The global burden of fungal infections


Fungal pathogens are a major public health threat with significant global effects which, surprisingly, is not being addressed as it should. Globally, around 1.5 million people die each year of invasive fungal infections and the number of people who die each year from the top 10 invasive fungal diseases is at least equal to those dying from tuberculosis or malaria. Moreover, the mortality rate of invasive fungal infections is usually greater than 50%.


In contrast, funding for medical mycology is highly underrepresented, accounting for 1.4-2.5% of the total of what the Wellcome Trust, the U.K. Medical Research Council and the U.S. National Institutes of Health spent in 5 years during the late 2010s. This underrepresentation could be just an effect of the number of applications for funding in the area, but even so, the need for an increased awareness and engagement by funding institutions and researchers is no less urgent: the development of new diagnostic and therapeutic tools is critical to improve the situation of high-risk patients.

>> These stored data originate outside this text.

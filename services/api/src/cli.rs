use crate::demo::{run_demo, DemoArgs};
use crate::ledger::{run_settlement_compute, run_stats, SettlementComputeArgs, StatsArgs};
use crate::server;
use arkflow::error::AppError;
use clap::{Args, Parser, Subcommand};

#[derive(Parser, Debug)]
#[command(
    name = "ArkFlow Fleet Ledger",
    about = "Run the ArkFlow fleet back office and its settlement tooling from the command line",
    version
)]
struct Cli {
    #[command(subcommand)]
    command: Option<Command>,
}

#[derive(Subcommand, Debug)]
enum Command {
    /// Start the HTTP service (default command)
    Serve(ServeArgs),
    /// Work with weekly driver settlements
    Settlement {
        #[command(subcommand)]
        command: SettlementCommand,
    },
    /// Print dashboard totals for a stored ledger
    Stats(StatsArgs),
    /// Run an end-to-end demo: onboarding, assignment, settlement and dashboard
    Demo(DemoArgs),
}

#[derive(Subcommand, Debug)]
enum SettlementCommand {
    /// Compute a settlement from its components without storing it
    Compute(SettlementComputeArgs),
}

#[derive(Args, Debug, Default)]
pub(crate) struct ServeArgs {
    /// Override the configured host for the HTTP server
    #[arg(long)]
    pub(crate) host: Option<String>,
    /// Override the configured port for the HTTP server
    #[arg(long)]
    pub(crate) port: Option<u16>,
}

pub(crate) async fn run() -> Result<(), AppError> {
    let cli = Cli::parse();
    let command = cli
        .command
        .unwrap_or_else(|| Command::Serve(ServeArgs::default()));

    match command {
        Command::Serve(args) => server::run(args).await,
        Command::Settlement {
            command: SettlementCommand::Compute(args),
        } => run_settlement_compute(args),
        Command::Stats(args) => run_stats(args).await,
        Command::Demo(args) => run_demo(args).await,
    }
}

Fungal infections and current diagnostic tools

The most common fungal infections are superficial skin, nails and mucosal infections, which are caused in most cases by fungi of the genus Candida. These infections are usually not life threatening and have such common manifestations as athlete's foot and vulvovaginal candidiasis.


Invasive fungal infections, on the other hand, have unacceptably high mortality rates. Patients with a compromised immune system -such as AIDS patients and post-transplantation patients taking immunosupresants- are at special risk as they don't have the usual barriers that prevent invasive infections in healthy individuals.

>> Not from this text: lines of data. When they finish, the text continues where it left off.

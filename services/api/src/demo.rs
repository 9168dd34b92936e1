use crate::infra::{parse_date, InMemoryFleetStore, RuleBasedAdvisor};
use crate::ledger::{demo_settings, render_ledger, render_settlement};
use arkflow::error::AppError;
use arkflow::fleet::{
    AssignmentRequest, Commission, DriverRegistration, FleetService, MaintenanceRequest, Money,
    PaymentModel, SettlementInput, VehicleRegistration,
};
use chrono::{Duration, Local, NaiveDate};
use clap::Args;
use rust_decimal::Decimal;
use std::sync::Arc;

#[derive(Args, Debug, Default)]
pub(crate) struct DemoArgs {
    /// Last day of the demo settlement cycle (YYYY-MM-DD). Defaults to today.
    #[arg(long, value_parser = parse_date)]
    pub(crate) cycle_end: Option<NaiveDate>,
    /// Skip the earnings CSV import step.
    #[arg(long)]
    pub(crate) skip_import: bool,
}

const DEMO_EARNINGS_CSV: &str = "\
Driver Name,Earnings,Commission
Rahul Sharma,18450,3690
Anil Kumar,9800,1960
";

pub(crate) async fn run_demo(args: DemoArgs) -> Result<(), AppError> {
    let DemoArgs {
        cycle_end,
        skip_import,
    } = args;
    let cycle_end = cycle_end.unwrap_or_else(|| Local::now().date_naive());
    let onboarded_on = cycle_end - Duration::days(30);

    println!("ArkFlow fleet ledger demo (cycle ending {cycle_end})");
    let service = FleetService::new(
        Arc::new(InMemoryFleetStore::default()),
        Arc::new(RuleBasedAdvisor),
        demo_settings(),
    );

    let driver = service
        .onboard_driver(DriverRegistration {
            code: Some("DRV-001".to_string()),
            name: "Rahul Sharma".to_string(),
            phone: "+91 98765 43210".to_string(),
            license_number: "MH1220190012345".to_string(),
            aadhaar_number: None,
            pan_number: None,
            city: Some("Pune".to_string()),
            state: Some("Maharashtra".to_string()),
            onboarded_on,
        })
        .await?;
    let driver = service.activate_driver(&driver.id).await?;
    println!(
        "\nOnboarded {} ({}) and marked them {}",
        driver.name,
        driver.code,
        driver.status.label()
    );

    let vehicle = service
        .register_vehicle(VehicleRegistration {
            registration: "MH-12-AB-1234".to_string(),
            make: "Maruti Suzuki".to_string(),
            model: "Dzire".to_string(),
            chassis_number: None,
            insurance_start: Some(onboarded_on),
            insurance_end: Some(cycle_end + Duration::days(20)),
            puc_expiry: Some(cycle_end - Duration::days(3)),
            odometer_km: 42_000,
            registered_on: onboarded_on,
        })
        .await?;
    let vehicle = service
        .log_maintenance(
            &vehicle.registration,
            MaintenanceRequest {
                service_date: cycle_end - Duration::days(10),
                service_type: "General service".to_string(),
                expense: Money::from_major(3_500),
                odometer_km: 43_150,
            },
        )
        .await?;
    println!(
        "Registered {} {} ({}), maintenance to date {}",
        vehicle.make, vehicle.model, vehicle.registration, vehicle.maintenance_cost
    );

    let advice = service.suggest_match().await?;
    println!("\nEligible pairs: {}", advice.candidates.len());
    if let Some(suggestion) = &advice.suggestion {
        println!("Advisor: {suggestion}");
    }

    let assignment = service
        .assign(AssignmentRequest {
            driver_id: driver.id.clone(),
            registration: vehicle.registration.clone(),
            payment_model: PaymentModel::Commission,
        })
        .await?;
    println!(
        "Assigned {} to {} on the {} model; vehicle now {}",
        assignment.driver.name,
        assignment.link.registration,
        assignment.link.payment_model.label(),
        assignment.vehicle.status.label()
    );

    println!("\nWeekly settlement");
    let record = service
        .record_settlement(SettlementInput {
            driver_id: driver.id.clone(),
            vehicle_registration: vehicle.registration.clone(),
            cycle_end: cycle_end - Duration::days(7),
            gross_earnings: Money::from_major(15_400),
            commission: Commission::Rate(Decimal::new(20, 2)),
            fast_tag_charge: Money::from_major(450),
            rto_fine: Money::ZERO,
            private_toll_charges: Money::from_major(200),
            other_charges: Money::ZERO,
        })
        .await?;
    let record = service.settle(&record.id).await?;
    render_settlement(&record);

    if !skip_import {
        let import = service
            .import_earnings(DEMO_EARNINGS_CSV.as_bytes(), cycle_end)
            .await?;
        println!(
            "\nEarnings import: {} settlement(s) created, {} row(s) skipped",
            import.created.len(),
            import.skipped.len()
        );
        for skipped in &import.skipped {
            println!("- skipped {}: {}", skipped.driver_name, skipped.reason);
        }
    }

    render_ledger(&service, cycle_end).await
}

According to Brown, et al., (2012), more than 90% of the reported deaths caused by fungi are associated with species from four genera: Cryptococcus, Candida, Aspergillus and Pneumocystis, but epidemiological data for fungal infections is poor, as these infections are often misdiagnosed and there is a lack of accurate data from the developing world.


Endemic dimorphic fungosis


The following map is an adaptiation of the information presented in Brown, et al., (2012), where the authors make some comments regarding the quality of that information: 1) the data is extrapolated from a few and geographically localized studies and 2) accurate data is lacking from the developing world and the calculations may underestimate the true values of the presented statistics.




Our project: paving the way for new diagnostic and therapeutic tools

Our aim is to develop a diagnostic technique capable of detecting the presence of fungal pathogens in a sample collected from a patient. Briefly, our approach is as follows. Through a yeast two-hybrid assay we will select a set of peptides that show affinity towards surface proteins from different fungi (Aspergillus nidulans, A. fumigatus, Candida albicans and C. glabrata). After confirming the interaction between the surface proteins and a given peptide, we intend to attach a molecule to the peptide marker. In our project, this molecule will be a fluorescent protein, but in principle can also be an immune system activator which is then recognized by the immune cells or other chemical moiety that adds novel functionalities or increases the peptide stability. In comparison to antibodies or antibody fragments, peptides are small, easily synthesized, modified less expensively and show higher diffusion rates in tissues. We expect our method to be faster, more accurate and cheaper than other existing methods. Other laboratories may follow our approach to generate and refine their own peptides with specificity towards their proteins of interest.